Over on the macro/geopolitical front, investors are beginning to appreciate the scale of the EV opportunity, especially in China. Companies like Ideanomics, who we interviewed recently, are looking to take advantage of the huge opportunity that presents itself to provide electrical power to the vast fleets of new electric Chinese vehicles. As the transition from fossil fuels to electricity accelerates, so will the development of new charging infrastructure. In fact, the number of public charging stations for EVs in China surged 50.5% in May. This is only the beginning.

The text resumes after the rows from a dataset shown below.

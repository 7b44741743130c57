//! Query string assembly: scalars stringify directly, arrays become
//! repeated `name=v` pairs, booleans render as literal `true`/`false`.

use std::collections::HashMap;

/// Builds the ordered list of `(name, value)` pairs that make up a
/// query string, ready for URL-encoding by the caller.
#[must_use]
pub fn build(query_params: &HashMap<String, serde_json::Value>) -> Vec<(String, String)> {
    let mut pairs = Vec::new();
    let mut names: Vec<&String> = query_params.keys().collect();
    names.sort();

    for name in names {
        let value = &query_params[name];
        match value {
            serde_json::Value::Array(items) => {
                for item in items {
                    pairs.push((name.clone(), scalar_to_string(item)));
                }
            }
            serde_json::Value::Null => {}
            other => pairs.push((name.clone(), scalar_to_string(other))),
        }
    }

    pairs
}

fn scalar_to_string(value: &serde_json::Value) -> String {
    match value {
        serde_json::Value::String(s) => s.clone(),
        serde_json::Value::Bool(b) => b.to_string(),
        serde_json::Value::Null => String::new(),
        other => other.to_string(),
    }
}

/// Renders `pairs` into a `?`-prefixed, URL-encoded query string, or
/// an empty string if `pairs` is empty.
#[must_use]
pub fn to_query_string(pairs: &[(String, String)]) -> String {
    if pairs.is_empty() {
        return String::new();
    }
    let encoded: Vec<String> =
        pairs.iter().map(|(k, v)| format!("{}={}", urlencoding::encode(k), urlencoding::encode(v))).collect();
    format!("?{}", encoded.join("&"))
}

#[cfg(test)]
mod tests {
    use super::*;

    #[test]
    fn scalars_stringify_directly() {
        let mut q = HashMap::new();
        q.insert("contractId".to_string(), serde_json::json!("ctr_A"));
        let pairs = build(&q);
        assert_eq!(pairs, vec![("contractId".to_string(), "ctr_A".to_string())]);
    }

    #[test]
    fn arrays_become_repeated_pairs() {
        let mut q = HashMap::new();
        q.insert("tag".to_string(), serde_json::json!(["a", "b"]));
        let pairs = build(&q);
        assert_eq!(pairs, vec![("tag".to_string(), "a".to_string()), ("tag".to_string(), "b".to_string())]);
    }

    #[test]
    fn booleans_render_as_literal_true_false() {
        let mut q = HashMap::new();
        q.insert("active".to_string(), serde_json::json!(true));
        let pairs = build(&q);
        assert_eq!(pairs, vec![("active".to_string(), "true".to_string())]);
    }

    #[test]
    fn to_query_string_empty_when_no_pairs() {
        assert_eq!(to_query_string(&[]), "");
    }

    #[test]
    fn to_query_string_joins_with_ampersand() {
        let pairs = vec![("a".to_string(), "1".to_string()), ("b".to_string(), "2".to_string())];
        assert_eq!(to_query_string(&pairs), "?a=1&b=2");
    }
}
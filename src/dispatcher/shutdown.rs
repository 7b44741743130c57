//! Shutdown coordinator: `Running -> Draining -> Closed`, matching the
//! explicit-state-machine style used by `transport::circuit_breaker`.
//!
//! New `tools/call` requests are rejected once draining starts;
//! in-flight calls have up to `drainTimeout` to finish before the drain
//! gives up and forces an exit. Registered shutdown handlers run in
//! reverse-registration order; a handler failure is logged but does not
//! abort the sequence.

use crate::error::Error;
use futures_util::future::BoxFuture;
use std::sync::atomic::{AtomicI64, AtomicU8, Ordering};
use std::sync::Mutex;
use std::time::Duration;
use tokio::sync::Notify;
use tokio_util::sync::CancellationToken;

#[derive(Debug, Clone, Copy, PartialEq, Eq)]
pub enum State {
    Running,
    Draining,
    Closed,
}

impl State {
    const fn from_u8(v: u8) -> Self {
        match v {
            0 => Self::Running,
            1 => Self::Draining,
            _ => Self::Closed,
        }
    }
}

type Handler = Box<dyn Fn() -> BoxFuture<'static, Result<(), Error>> + Send + Sync>;

pub struct ShutdownCoordinator {
    state: AtomicU8,
    inflight: AtomicI64,
    drained: Notify,
    cancel: CancellationToken,
    drain_timeout: Duration,
    handlers: Mutex<Vec<Handler>>,
}

impl ShutdownCoordinator {
    #[must_use]
    pub fn new(drain_timeout_secs: u64) -> Self {
        Self {
            state: AtomicU8::new(0),
            inflight: AtomicI64::new(0),
            drained: Notify::new(),
            cancel: CancellationToken::new(),
            drain_timeout: Duration::from_secs(drain_timeout_secs),
            handlers: Mutex::new(Vec::new()),
        }
    }

    #[must_use]
    pub fn state(&self) -> State {
        State::from_u8(self.state.load(Ordering::SeqCst))
    }

    /// A clone of the shared cancellation token, cancelled the moment
    /// drain begins. Every suspension point in the executor selects
    /// against it.
    #[must_use]
    pub fn cancellation_token(&self) -> CancellationToken {
        self.cancel.clone()
    }

    /// Registers a handler to run during shutdown. Handlers registered
    /// earlier run later (reverse-registration order).
    pub fn register<F>(&self, handler: F)
    where
        F: Fn() -> BoxFuture<'static, Result<(), Error>> + Send + Sync + 'static,
    {
        self.handlers.lock().expect("shutdown handlers lock poisoned").push(Box::new(handler));
    }

    /// Admits one new in-flight call.
    ///
    /// # Errors
    /// Returns `Error::UpstreamUnavailable` if the coordinator is
    /// already draining or closed.
    pub fn enter_call(&self) -> Result<CallGuard<'_>, Error> {
        if self.state() != State::Running {
            return Err(Error::UpstreamUnavailable { reason: "server is draining".to_string(), request_id: String::new() });
        }
        self.inflight.fetch_add(1, Ordering::SeqCst);
        Ok(CallGuard { coordinator: self })
    }

    fn leave_call(&self) {
        let remaining = self.inflight.fetch_sub(1, Ordering::SeqCst) - 1;
        if remaining == 0 && self.state() != State::Running {
            self.drained.notify_one();
        }
    }

    /// Runs the drain sequence end to end and returns the process exit
    /// code: 0 on clean drain, 1 on forced drain or handler failure.
    pub async fn shutdown(&self) -> i32 {
        self.state.store(1, Ordering::SeqCst);
        self.cancel.cancel();

        let mut forced = false;
        if self.inflight.load(Ordering::SeqCst) > 0 {
            forced = tokio::time::timeout(self.drain_timeout, self.drained.notified()).await.is_err();
        }

        let handlers: Vec<Handler> = {
            let mut guard = self.handlers.lock().expect("shutdown handlers lock poisoned");
            std::mem::take(&mut *guard)
        };

        let mut handler_failed = false;
        for handler in handlers.into_iter().rev() {
            if let Err(e) = handler().await {
                tracing::warn!(error = %e, "shutdown handler failed");
                handler_failed = true;
            }
        }

        self.state.store(2, Ordering::SeqCst);
        i32::from(forced || handler_failed)
    }
}

/// Held for the lifetime of one in-flight `tools/call`; dropping it
/// decrements the in-flight count and wakes a draining shutdown once it
/// reaches zero.
pub struct CallGuard<'a> {
    coordinator: &'a ShutdownCoordinator,
}

impl Drop for CallGuard<'_> {
    fn drop(&mut self) {
        self.coordinator.leave_call();
    }
}
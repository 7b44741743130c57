//! Process-global token-bucket rate limiter. Not per-host: all
//! outbound calls share one bucket.

use crate::constants::{RATE_LIMITER_CAPACITY, RATE_LIMITER_REFILL_PER_SEC};
use crate::error::Error;
use std::sync::Mutex;
use std::time::Instant;
use tokio::time::{sleep, Duration};
use tokio_util::sync::CancellationToken;

struct Bucket {
    tokens: f64,
    last_refill: Instant,
}

pub struct RateLimiter {
    capacity: f64,
    refill_per_sec: f64,
    bucket: Mutex<Bucket>,
}

impl Default for RateLimiter {
    fn default() -> Self {
        Self::new(RATE_LIMITER_CAPACITY, RATE_LIMITER_REFILL_PER_SEC)
    }
}

impl RateLimiter {
    #[must_use]
    pub fn new(capacity: u32, refill_per_sec: u32) -> Self {
        Self {
            capacity: f64::from(capacity),
            refill_per_sec: f64::from(refill_per_sec),
            bucket: Mutex::new(Bucket { tokens: f64::from(capacity), last_refill: Instant::now() }),
        }
    }

    fn refill(&self, bucket: &mut Bucket) {
        let now = Instant::now();
        let elapsed = now.duration_since(bucket.last_refill).as_secs_f64();
        bucket.tokens = (bucket.tokens + elapsed * self.refill_per_sec).min(self.capacity);
        bucket.last_refill = now;
    }

    fn try_admit(&self) -> bool {
        let mut bucket = self.bucket.lock().unwrap_or_else(std::sync::PoisonError::into_inner);
        self.refill(&mut bucket);
        if bucket.tokens >= 1.0 {
            bucket.tokens -= 1.0;
            true
        } else {
            false
        }
    }

    /// Awaits a token, or returns `Error::Cancelled` if `cancel` fires
    /// first.
    ///
    /// # Errors
    /// Returns `Error::Cancelled` if the cancellation token fires
    /// before a token becomes available.
    pub async fn admit(&self, cancel: &CancellationToken) -> Result<(), Error> {
        loop {
            if self.try_admit() {
                return Ok(());
            }
            if cancel.is_cancelled() {
                return Err(Error::Cancelled);
            }
            let poll_interval = Duration::from_secs_f64((1.0 / self.refill_per_sec).max(0.01));
            tokio::select! {
                () = sleep(poll_interval) => {}
                () = cancel.cancelled() => return Err(Error::Cancelled),
            }
        }
    }
}

#[cfg(test)]
mod tests {
    use super::*;

    #[tokio::test]
    async fn admits_up_to_capacity_immediately() {
        let limiter = RateLimiter::new(3, 1);
        let cancel = CancellationToken::new();
        for _ in 0..3 {
            limiter.admit(&cancel).await.unwrap();
        }
        assert!(!limiter.try_admit());
    }

    #[tokio::test]
    async fn refills_over_time() {
        let limiter = RateLimiter::new(1, 1000);
        let cancel = CancellationToken::new();
        limiter.admit(&cancel).await.unwrap();
        tokio::time::sleep(Duration::from_millis(5)).await;
        assert!(limiter.try_admit());
    }

    #[tokio::test]
    async fn cancellation_short_circuits_wait() {
        let limiter = RateLimiter::new(0, 1);
        let cancel = CancellationToken::new();
        cancel.cancel();
        let err = limiter.admit(&cancel).await.unwrap_err();
        assert_eq!(err.kind(), "Cancelled");
    }
}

The growth of the EV thematic has continued to drive battery demands up, despite short-term consumer capital difficulties caused by COVID-19. Investors who bought good battery metal stocks in recent months will have made more money than those with money in most gold companies. This is a rare occurrence and is especially remarkable given the huge run that gold has been going on, breaking through the $2,000/oz barrier at one point.

Elon Musk’s quarterly conference call attracted much interest from the investment community. He appealed to nickel producers to make as much clean, efficient and sustainable nickel as possible for use in Tesla batteries. However, a recent Bloomberg article questioned this strategy, claiming that ‘Elon Musk Is Going to Have a Hard Time Finding Clean Nickel.’ Selby thinks Bloomberg did a great job with this article and so do we. It is a very comprehensive look at the logistics behind these “giant contracts” that are being offered to clean miners and the disparity this has with the mining industry’s messy track record. The CEO of CleanTeQ, which is developing an Australian mine to supply nickel for vehicle batteries, pointed out the folly of the current EV supply chain. Whilst no gas is being using to fuel the vehicles during daily operations, gas was certainly used in their production, because ‘Nickel projects being built in Southeast Asia will rely on coal, fuel oil or diesel to run their operations and will leave a very large carbon footprint.’ The industry needs a top-to-bottom transformation; that doesn’t happen overnight.

Moreover, recent high profile accidents, such as a diesel spill in Arctic Russia and a burst waste pipeline in Papua New Guinea, suggest the industry with struggle to reform and fulfil Musk’s appeal for a large quantity of “efficient” and “environmentally sensitive” nickel. What do you think?